WITH avg_weights AS 
(SELECT 
    teams.name,
    AVG(people.weight) AS average_weight,
    batting.yearid
FROM batting
LEFT JOIN teams
    ON teams.id = batting.team_id
LEFT JOIN people 
    ON batting.playerid = people.playerid
GROUP BY 1, 3
ORDER BY 3 DESC)

SELECT * FROM avg_weights
WHERE average_weight IN
(SELECT max(average_weight)
 FROM avg_weights
 GROUP BY yearid
)
ORDER BY yearid DESC;

The Flaw with my solution is that there are a few max averages that match other non-max averages in the data set. Thus allowing several non-max-averges through to the data set. Such as in the years 2001, 1999 and 1998.
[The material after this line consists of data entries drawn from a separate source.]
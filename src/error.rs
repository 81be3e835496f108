//! Domain error types.

use thiserror::Error;

/// Errors raised by the exploration engine and its collaborators.
#[derive(Error, Debug)]
pub enum ExplorerError {
    #[error("Invalid node key '{0}': expected <type>:<id>")]
    InvalidNodeKey(String),

    #[error("Invalid click '{0}': expected <type>:<id>@<millis>")]
    InvalidClick(String),

    #[error("Unknown graph kind: {0}")]
    UnknownKind(String),

    #[error("Graph source '{source_name}' failed: {message}")]
    Source {
        source_name: &'static str,
        message: String,
    },

    #[error("Failed to parse graph data: {0}")]
    GraphData(#[from] serde_json::Error),

    #[error("Task API error ({status}): {body}")]
    TaskApi { status: u16, body: String },

    #[error("HTTP error: {0}")]
    Http(#[from] reqwest::Error),

    #[error("I/O error: {0}")]
    Io(#[from] std::io::Error),
}
pub mod commands;

use std::path::PathBuf;
use std::str::FromStr;

use clap::{Args, Parser, Subcommand, ValueEnum};

use crate::error::ExplorerError;
use crate::graph::{NodeKey, VariantKind};
use crate::layout::LayoutMode;
use crate::tasks::FlowType;
use crate::view::Palette;

#[derive(Parser)]
#[command(name = "kgscope")]
#[command(author = "kgscope developers")]
#[command(version = env!("CARGO_PKG_VERSION"))]
#[command(about = "Explore knowledge graphs: anchor-pruned views, 2D/3D force layout, selection and task export", long_about = None)]
#[command(propagate_version = true)]
pub struct Cli {
    /// Config file (defaults to <config dir>/kgscope/config.toml)
    #[arg(long, global = true, env = "KGSCOPE_CONFIG")]
    pub config: Option<PathBuf>,

    #[command(subcommand)]
    pub command: Commands,
}

#[derive(Subcommand)]
pub enum Commands {
    /// Write a starter configuration file
    Init {
        /// Force overwrite existing configuration
        #[arg(short, long, default_value = "false")]
        force: bool,
    },

    /// Resolve a graph view and print its statistics
    Stats {
        #[command(flatten)]
        source: SourceArgs,

        /// Number of best-connected nodes to list
        #[arg(long, default_value = "10")]
        top: usize,
    },

    /// Run layout frames and write node positions as JSON
    Layout {
        #[command(flatten)]
        source: SourceArgs,

        #[command(flatten)]
        layout: LayoutArgs,

        /// Output file path
        #[arg(short, long)]
        output: PathBuf,
    },

    /// Lay out, replay clicks and export a rendered frame
    Render {
        #[command(flatten)]
        source: SourceArgs,

        #[command(flatten)]
        layout: LayoutArgs,

        /// Clicks to replay before rendering, as <type>:<id>@<millis>
        #[arg(long = "click", value_name = "CLICK")]
        clicks: Vec<ClickEvent>,

        #[command(flatten)]
        interaction: InteractionArgs,

        /// Hover a node after the replay, as <type>:<id>
        #[arg(long, value_name = "KEY")]
        hover: Option<NodeKey>,

        /// Pin the selection so everything outside its focus is dimmed
        #[arg(long, default_value = "false")]
        pin: bool,

        /// Color palette (overrides config)
        #[arg(long)]
        palette: Option<Palette>,

        /// Node size in percent (overrides config)
        #[arg(long)]
        size: Option<f32>,

        /// Export format
        #[arg(short, long, default_value = "json")]
        format: ExportFormat,

        /// Output file path
        #[arg(short, long)]
        output: PathBuf,
    },

    /// Replay clicks, print the selection and its task payload
    Select {
        #[command(flatten)]
        source: SourceArgs,

        /// Clicks to replay, as <type>:<id>@<millis>
        #[arg(long = "click", value_name = "CLICK", required = true)]
        clicks: Vec<ClickEvent>,

        #[command(flatten)]
        interaction: InteractionArgs,

        /// Submit the payload to the task API
        #[arg(long, default_value = "false")]
        submit: bool,

        /// Flow types to submit
        #[arg(long = "flow", default_value = "collect")]
        flows: Vec<FlowType>,

        /// Ask the task API to use LLM assistance (overrides config)
        #[arg(long)]
        llm_assist: Option<bool>,

        /// Task API endpoint (overrides config)
        #[arg(long, env = "KGSCOPE_TASK_ENDPOINT")]
        endpoint: Option<String>,
    },
}

/// Where the graph comes from and which view of it to resolve.
#[derive(Args, Debug, Clone)]
pub struct SourceArgs {
    /// Graph JSON file ({nodes, edges})
    #[arg(short, long, conflicts_with = "url")]
    pub input: Option<PathBuf>,

    /// Base URL of the graph API (overrides config)
    #[arg(long, env = "KGSCOPE_SOURCE_URL")]
    pub url: Option<String>,

    /// Additional graph files merged into the first
    #[arg(long)]
    pub merge: Vec<PathBuf>,

    /// Graph kind
    #[arg(short, long)]
    pub kind: Option<VariantKind>,

    /// Start date filter (YYYY-MM-DD)
    #[arg(long)]
    pub from: Option<String>,

    /// End date filter (YYYY-MM-DD)
    #[arg(long)]
    pub to: Option<String>,

    /// Entity filter, repeatable
    #[arg(long = "entity")]
    pub entities: Vec<String>,

    /// Maximum number of nodes to fetch (1-5000)
    #[arg(long)]
    pub limit: Option<String>,

    /// Node types to hide, comma separated
    #[arg(long, value_delimiter = ',')]
    pub hide: Vec<String>,
}

#[derive(Args, Debug, Clone)]
pub struct LayoutArgs {
    /// Layout mode
    #[arg(short, long)]
    pub mode: Option<LayoutMode>,

    /// Maximum number of frames to run
    #[arg(long, default_value = "300")]
    pub frames: usize,

    /// 3D pitch in degrees
    #[arg(long, default_value = "0", allow_hyphen_values = true)]
    pub pitch: f32,

    /// 3D yaw in degrees
    #[arg(long, default_value = "0", allow_hyphen_values = true)]
    pub yaw: f32,

    /// 3D roll in degrees
    #[arg(long, default_value = "0", allow_hyphen_values = true)]
    pub roll: f32,

    /// 3D drag rotation as a raw quaternion, <x>,<y>,<z>,<w>
    #[arg(long, value_delimiter = ',', num_args = 4, allow_hyphen_values = true)]
    pub drag_quat: Option<Vec<f32>>,

    /// 3D drag gesture in pixels, as <dx>,<dy> (applied after --drag-quat)
    #[arg(long, value_delimiter = ',', num_args = 2, allow_hyphen_values = true)]
    pub drag: Option<Vec<f32>>,

    /// 3D repulsion strength in percent (overrides config)
    #[arg(long)]
    pub repulsion: Option<f32>,
}

/// Selection controls applied while replaying clicks.
#[derive(Args, Debug, Clone, Default)]
pub struct InteractionArgs {
    /// Clear the selection at this time in millis, repeatable
    #[arg(long = "clear-at", value_name = "MILLIS")]
    pub clear_at: Vec<u64>,

    /// Turn selection mode off so replayed clicks are ignored
    #[arg(long, default_value = "false")]
    pub no_select_mode: bool,
}

/// A click on a node at a point in time.
#[derive(Debug, Clone, PartialEq, Eq)]
pub struct ClickEvent {
    pub key: NodeKey,
    pub at_ms: u64,
}

impl FromStr for ClickEvent {
    type Err = ExplorerError;

    fn from_str(s: &str) -> Result<Self, Self::Err> {
        let (key, at) = s
            .rsplit_once('@')
            .ok_or_else(|| ExplorerError::InvalidClick(s.to_string()))?;
        let at_ms = at
            .trim()
            .parse()
            .map_err(|_| ExplorerError::InvalidClick(s.to_string()))?;
        let key = key
            .parse()
            .map_err(|_| ExplorerError::InvalidClick(s.to_string()))?;
        Ok(Self { key, at_ms })
    }
}

#[derive(Debug, Clone, Copy, ValueEnum)]
pub enum ExportFormat {
    Json,
    Csv,
    Svg,
}

impl std::fmt::Display for ExportFormat {
    fn fmt(&self, f: &mut std::fmt::Formatter<'_>) -> std::fmt::Result {
        match self {
            ExportFormat::Json => write!(f, "json"),
            ExportFormat::Csv => write!(f, "csv"),
            ExportFormat::Svg => write!(f, "svg"),
        }
    }
}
I don’t know why PostgreSQL will not allow us to Select for a column that is not used in an aggregate function or the GROUP BY tag. Would be much easier If they did allow us.

Hopefully this helps get you a bit closer to the answer.

Found an ugly workaround to my problem.

avg_weights stays the same from my code above. The changed part is below. I followed a tip found on StackOverflow here.

They say selected columns needing to be found in the GROUP BY/AGGREGATE is a know problem. You can get around it by making a subquery with as much info as possible and then joining it to your table.

Here I make a sub-query t which has max average_weight and yearid then I Join back to the first data (avg_weights) where BOTH the max_average = average AND yearid = yearid. That narrows the margin for error such that two teams should only show for a given year if they have the same average and are both the MAX. Which I think is what we want.

SELECT name, average_weight, yearid
FROM (
	SELECT MAX(average_weight) AS mx, yearid AS y
  FROM avg_weights
  GROUP BY yearid
) AS t
JOIN avg_weights as a
	ON t.mx = a.average_weight AND t.y = a.yearid
ORDER BY yearid DESC;
1 Like

I found another way to get the right answer. I used two WITH clauses to create two separate result tables, one with the average weight of each team and year, and one with the maximum weight and year. Then I could join those two tables into a final table.

WITH weights AS (  
  SELECT ROUND(AVG(weight),2) AS "avg_weight", batting.yearid AS "year", teams.name as "team_name"
  FROM batting
  JOIN people
    ON people.playerid = batting.playerid
  JOIN teams
    ON batting.team_id = teams.id
  WHERE weight IS NOT NULL
  GROUP BY batting.yearid, teams.name
  ORDER BY batting.yearid
),
winner AS (
  SELECT MAX(avg_weight) AS "highest_average", year
  FROM weights
  GROUP BY year
  ORDER BY year
)
SELECT highest_average, winner.year, team_name
FROM winner
JOIN weights
  ON winner.year = weights.year AND winner.highest_average = weights.avg_weight;
2 Likes

Is this the shortest way to get the team from each year with the highest average weight without using AS?

SELECT 
  batting.yearid,
  teams.name, 
  AVG(weight),
  RANK() OVER (PARTITION BY batting.yearid ORDER BY AVG(weight) DESC)
FROM people 
JOIN batting ON people.playerid = batting.playerid
JOIN teams ON batting.team_id = teams.id
GROUP BY 1, 2
ORDER BY 4
LIMIT 149

Hello.

I have problem with database. When I want to run baseball_database.sql in pgAdmin 4 it give me:

“ERROR: syntax error at or near “1”
LINE 688: 1 gomezle01 1933 0 ALS193307060 NYA 921 AL 1 1
^
SQL state: 42601
Character: 11803”

Can you help me with this?

Sorry for bothering! :woozy_face:
I found how to fix this problem in other discussion:

Querying Baseball data off platform project

1 Like

This is a great solution! I just added 1 to the ORDER BY list so it would be sorted by year and it was exactly what I was trying to do. It frustrates me that the “solutions” provided by codecademy don’t actually do what the instructions request. On the positive side I learned some things about window functions while I was trying to fix them. I didn’t discover RANK() until I read your post, so thanks for that.